*** MATERIAL FOR THE TASK Section Begins ***

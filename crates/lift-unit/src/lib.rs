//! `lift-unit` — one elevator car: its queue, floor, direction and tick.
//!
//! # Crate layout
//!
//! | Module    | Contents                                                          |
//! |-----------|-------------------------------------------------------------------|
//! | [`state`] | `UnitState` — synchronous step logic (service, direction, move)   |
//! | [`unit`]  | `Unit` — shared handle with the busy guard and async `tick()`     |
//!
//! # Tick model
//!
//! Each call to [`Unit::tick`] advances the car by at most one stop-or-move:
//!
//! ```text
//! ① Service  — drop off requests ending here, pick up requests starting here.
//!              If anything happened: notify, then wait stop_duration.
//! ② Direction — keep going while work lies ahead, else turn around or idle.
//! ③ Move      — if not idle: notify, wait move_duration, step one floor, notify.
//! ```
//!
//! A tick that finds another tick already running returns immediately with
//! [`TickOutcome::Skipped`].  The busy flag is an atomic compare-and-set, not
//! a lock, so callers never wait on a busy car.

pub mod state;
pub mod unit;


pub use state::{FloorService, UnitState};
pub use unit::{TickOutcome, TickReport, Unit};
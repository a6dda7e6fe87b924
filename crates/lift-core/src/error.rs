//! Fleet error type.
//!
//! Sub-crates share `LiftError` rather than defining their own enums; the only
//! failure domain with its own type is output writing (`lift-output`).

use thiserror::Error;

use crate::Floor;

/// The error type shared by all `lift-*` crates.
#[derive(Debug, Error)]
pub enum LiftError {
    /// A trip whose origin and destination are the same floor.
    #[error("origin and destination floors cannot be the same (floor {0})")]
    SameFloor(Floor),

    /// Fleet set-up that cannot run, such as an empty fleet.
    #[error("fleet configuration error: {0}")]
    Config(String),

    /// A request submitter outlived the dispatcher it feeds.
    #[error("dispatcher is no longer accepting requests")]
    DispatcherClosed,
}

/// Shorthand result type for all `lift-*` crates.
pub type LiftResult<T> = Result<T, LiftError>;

*** MATERIAL FOR THE TASK Section Ends ***

Up to and including the final line of the data above, please copy every line exactly, starting from the one that contains "dispatcher it feeds.".

    /// A request submitter outlived the dispatcher it feeds.
    #[error("dispatcher is no longer accepting requests")]
    DispatcherClosed,
}

/// Shorthand result type for all `lift-*` crates.
pub type LiftResult<T> = Result<T, LiftError>;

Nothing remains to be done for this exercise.